More than 1,200 healthy pregnant women took part in the study between 2007 and 2010. During pregnancy, they chose whether they wanted to give birth in the midwifery delivery room or in the usual delivery room. The study was carried out at four different clinics with a midwifery delivery room. 666 women chose the midwife-led delivery room and 572 women the medically-led delivery room. The result: 298 of the women who planned the birth of their child in the midwifery delivery room were transferred to the medically managed delivery room during the birth - this corresponds to around 44 percent. In almost half of these women, the desire for pain relievers was the reason they were referred to the usual delivery room. With regard to the health status of mother and child, there was no difference between birth in a midwifery delivery room or in a normal delivery room. "A birth in a midwifery delivery room is safe," emphasizes Professor zu Sayn-Wittgenstein. The results of the study reveal marked differences in the implementation of additional interventions: "The chance of ending the birth in the midwifery delivery room without intervention is more than two and a half times as high as in the usual delivery room." In contrast, women in the midwifery delivery room use complementary medical measures such as homeopathic remedies more often than women in the usual delivery room. There are also differences after the birth: mothers who gave birth to their child in the midwifery delivery room often only breastfeed. The well-being of women, both physically and mentally, eight weeks after giving birth in the midwifery delivery room is also better than that of those women who gave birth in the usual delivery room. The subjective birth experience is also rated more positively by the users of a midwifery delivery room. Professor zu Sayn-Wittgenstein: "Especially with regard to the current discussion about the subsistence level, our research project shows what great responsibility midwives have!"

Midwifery delivery rooms are not more expensive than the usual delivery rooms with at least the same quality of results. "We found that out in a separate cost-effectiveness analysis," says Professor Manfred Haubrock, a scientist who is also active in the research network. A considerable part of the savings potential in the midwifery delivery room is due to the fact that less costly interventions such as anesthesia procedures are carried out during childbirth and doctors have to be consulted less often. Midwife-managed departments have existed in Scandinavia, Great Britain and Australia since the beginning of the 1990s, and for a number of years also in Austria and Switzerland. In Germany, the first midwifery delivery room was opened in 2003 in the Bremerhaven Reinkenheide Clinic. There are now midwifery delivery rooms, among others. in Hamburg, Stuttgart, Velbert, Frankfurt am Main, Berlin, Osnabrück, Herrenberg and Bonn.

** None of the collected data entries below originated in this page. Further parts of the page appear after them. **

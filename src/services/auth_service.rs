use crate::models::{LoginRequest, LoginResponse};
use crate::services::api_client::{ApiClient, ApiError, ApiRequest};

pub const LOGIN_ENDPOINT: &str = "/users/login";

/// Exchange credentials for a token, profile and permission set
pub async fn perform_login(api: &ApiClient, email: &str, password: &str) -> Result<LoginResponse, ApiError> {
    let request = ApiRequest::post(
        LOGIN_ENDPOINT,
        &LoginRequest {
            email: email.trim().to_string(),
            password: password.to_string(),
        },
    )?;

    log::info!("🔐 [AUTH] Signing in {}", email.trim());
    api.fetch::<LoginResponse>(request).await
}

What is a midwifery delivery room?
The midwifery delivery room is a midwifery-led care model in the clinic, in which midwives care for healthy women during pregnancy, during and after childbirth, and in the puerperium. The midwives work independently and on their own responsibility. The midwifery delivery room does not replace the usual - medically managed - delivery room, but represents an extension of the clinic's offerings. Both departments cooperate closely with each other so that in the event of a complication, the woman can immediately be referred to the medical care of the usual delivery room. A birth in the midwifery delivery room is possible for healthy women with no or low risk classification.
A special feature of the midwifery delivery room is that the midwives look after the expectant mothers continuously and over a long period of time. Because contact between the families and the hospital's midwifery team is established during pregnancy. In this way, a trusting relationship can develop between the expectant mothers and the midwives. The midwives often continue to look after the mothers even after the birth.

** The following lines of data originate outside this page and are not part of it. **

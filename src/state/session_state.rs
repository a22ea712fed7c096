// ============================================================================
// SESSION STATE - token, profile and permissions of the signed-in user
// ============================================================================
// Persisted as one JSON object in tab-scoped storage. Every setter persists
// and then notifies subscribers; nothing here talks to the network.
// ============================================================================

use std::cell::RefCell;
use std::rc::Rc;

use serde::{Deserialize, Serialize};

use crate::models::{Permissions, Role, UserProfile};
use crate::state::reactivity::Subscribers;
use crate::utils::storage::{load_json, save_json, SharedStorage};

/// What is known about the auth token
#[derive(Clone, Debug, Default, PartialEq, Eq)]
pub enum TokenState {
    /// Storage not read yet; guards must wait
    #[default]
    Unknown,
    /// Confirmed logged out
    Absent,
    Present(String),
}

impl TokenState {
    pub fn token(&self) -> Option<&str> {
        match self {
            TokenState::Present(token) => Some(token),
            _ => None,
        }
    }

    pub fn is_present(&self) -> bool {
        matches!(self, TokenState::Present(_))
    }

    pub fn is_known(&self) -> bool {
        !matches!(self, TokenState::Unknown)
    }
}

/// Persisted shape of the session
#[derive(Clone, Debug, Default, PartialEq, Serialize, Deserialize)]
pub struct SessionSnapshot {
    pub token: Option<String>,
    pub user: Option<UserProfile>,
    pub permissions: Option<Permissions>,
}

#[derive(Clone)]
pub struct SessionState {
    token: Rc<RefCell<TokenState>>,
    user: Rc<RefCell<Option<UserProfile>>>,
    permissions: Rc<RefCell<Option<Permissions>>>,
    storage: SharedStorage,
    storage_key: Rc<str>,
    subscribers: Subscribers,
}

impl SessionState {
    /// Create an empty, not-yet-hydrated store
    pub fn new(storage: SharedStorage, storage_key: &str) -> Self {
        Self {
            token: Rc::new(RefCell::new(TokenState::Unknown)),
            user: Rc::new(RefCell::new(None)),
            permissions: Rc::new(RefCell::new(None)),
            storage,
            storage_key: Rc::from(storage_key),
            subscribers: Subscribers::default(),
        }
    }

    /// Read the persisted session. Afterwards the token is never `Unknown`.
    pub fn hydrate(&self) {
        let snapshot: SessionSnapshot = load_json(self.storage.as_ref(), &self.storage_key).unwrap_or_default();

        *self.token.borrow_mut() = match snapshot.token {
            Some(token) if !token.is_empty() => TokenState::Present(token),
            _ => TokenState::Absent,
        };
        *self.user.borrow_mut() = snapshot.user;
        *self.permissions.borrow_mut() = snapshot.permissions;

        log::info!(
            "💾 [SESSION] Hydrated ({})",
            if self.token.borrow().is_present() { "signed in" } else { "signed out" }
        );
        self.subscribers.notify();
    }

    pub fn set_token(&self, token: String) {
        *self.token.borrow_mut() = TokenState::Present(token);
        self.persist();
        self.subscribers.notify();
    }

    pub fn set_user(&self, user: UserProfile) {
        *self.user.borrow_mut() = Some(user);
        self.persist();
        self.subscribers.notify();
    }

    pub fn set_user_permissions(&self, permissions: Permissions) {
        *self.permissions.borrow_mut() = Some(permissions);
        self.persist();
        self.subscribers.notify();
    }

    /// Log out: token, user and permissions are reset together
    pub fn clear_token(&self) {
        *self.token.borrow_mut() = TokenState::Absent;
        *self.user.borrow_mut() = None;
        *self.permissions.borrow_mut() = None;
        self.storage.remove(&self.storage_key);
        log::info!("👋 [SESSION] Cleared");
        self.subscribers.notify();
    }

    pub fn token_state(&self) -> TokenState {
        self.token.borrow().clone()
    }

    pub fn token(&self) -> Option<String> {
        self.token.borrow().token().map(str::to_string)
    }

    pub fn user(&self) -> Option<UserProfile> {
        self.user.borrow().clone()
    }

    pub fn role(&self) -> Option<Role> {
        self.user.borrow().as_ref().and_then(|user| user.role)
    }

    pub fn permissions(&self) -> Option<Permissions> {
        self.permissions.borrow().clone()
    }

    pub fn snapshot(&self) -> SessionSnapshot {
        SessionSnapshot {
            token: self.token(),
            user: self.user(),
            permissions: self.permissions(),
        }
    }

    pub fn subscribe<F>(&self, callback: F)
    where
        F: Fn() + 'static,
    {
        self.subscribers.add(callback);
    }

    fn persist(&self) {
        if let Err(e) = save_json(self.storage.as_ref(), &self.storage_key, &self.snapshot()) {
            log::error!("❌ [SESSION] Could not persist session: {}", e);
        }
    }
}

#[cfg(test)]
mod tests {
    use super::*;
    use crate::utils::storage::{MemoryStorage, StorageArea};
    use std::cell::Cell;

    const KEY: &str = "catalog-admin.auth";

    fn profile(role: Role) -> UserProfile {
        serde_json::from_value(serde_json::json!({"id": 1, "email": "a@b.com", "role": role})).unwrap()
    }

    #[test]
    fn starts_unknown_until_hydrated() {
        let session = SessionState::new(Rc::new(MemoryStorage::new()), KEY);
        assert_eq!(session.token_state(), TokenState::Unknown);

        session.hydrate();
        assert_eq!(session.token_state(), TokenState::Absent);
    }

    #[test]
    fn clear_restores_the_initial_snapshot() {
        let storage = MemoryStorage::new();
        let session = SessionState::new(Rc::new(storage.clone()), KEY);
        session.hydrate();
        let initial = session.snapshot();

        session.set_token("t-1".to_string());
        session.set_user(profile(Role::Admin));
        session.set_user_permissions(Permissions::default());
        session.set_token("t-2".to_string());
        session.clear_token();

        assert_eq!(session.snapshot(), initial);
        assert_eq!(session.token_state(), TokenState::Absent);
        assert!(storage.read(KEY).is_none());
    }

    #[test]
    fn setters_persist_and_hydrate_restores() {
        let storage = MemoryStorage::new();
        let session = SessionState::new(Rc::new(storage.clone()), KEY);
        session.set_token("jwt".to_string());
        session.set_user(profile(Role::Creator));

        let reloaded = SessionState::new(Rc::new(storage), KEY);
        reloaded.hydrate();
        assert_eq!(reloaded.token_state(), TokenState::Present("jwt".to_string()));
        assert_eq!(reloaded.role(), Some(Role::Creator));
    }

    #[test]
    fn every_transition_notifies_subscribers() {
        let session = SessionState::new(Rc::new(MemoryStorage::new()), KEY);
        let calls = Rc::new(Cell::new(0));
        let counter = calls.clone();
        session.subscribe(move || counter.set(counter.get() + 1));

        session.hydrate();
        session.set_token("a".to_string());
        session.set_user(profile(Role::Admin));
        session.clear_token();

        assert_eq!(calls.get(), 4);
    }

    #[test]
    fn empty_persisted_token_counts_as_absent() {
        let storage = MemoryStorage::new();
        storage.write(KEY, r#"{"token":"","user":null,"permissions":null}"#).unwrap();

        let session = SessionState::new(Rc::new(storage), KEY);
        session.hydrate();
        assert_eq!(session.token_state(), TokenState::Absent);
    }
}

Question to Professor zu Sayn-Wittgenstein: What is different about a birth in a midwifery delivery room? Because even in a normal delivery room, don't the midwives have the say?
"The structural measures and additional offers such as midwifery consultations enable families to get to know the midwives during pregnancy. The midwifery delivery concept aims to provide 1: 1 care during the birth. This is a crucial difference and increases this Well-being of women. In general, the focus of care is on a natural birth process. "

Contact Person:
Prof. Dr. Friederike zu Sayn-Wittgenstein
Midwifery Research Association
Faculty of Economics and Social Sciences
Osnabrück University of Applied Sciences
Post office box 1940
49009 Osnabrück
Tel .: 0541 969-2024
Fax: 0541 969-3765
Email: [email protected]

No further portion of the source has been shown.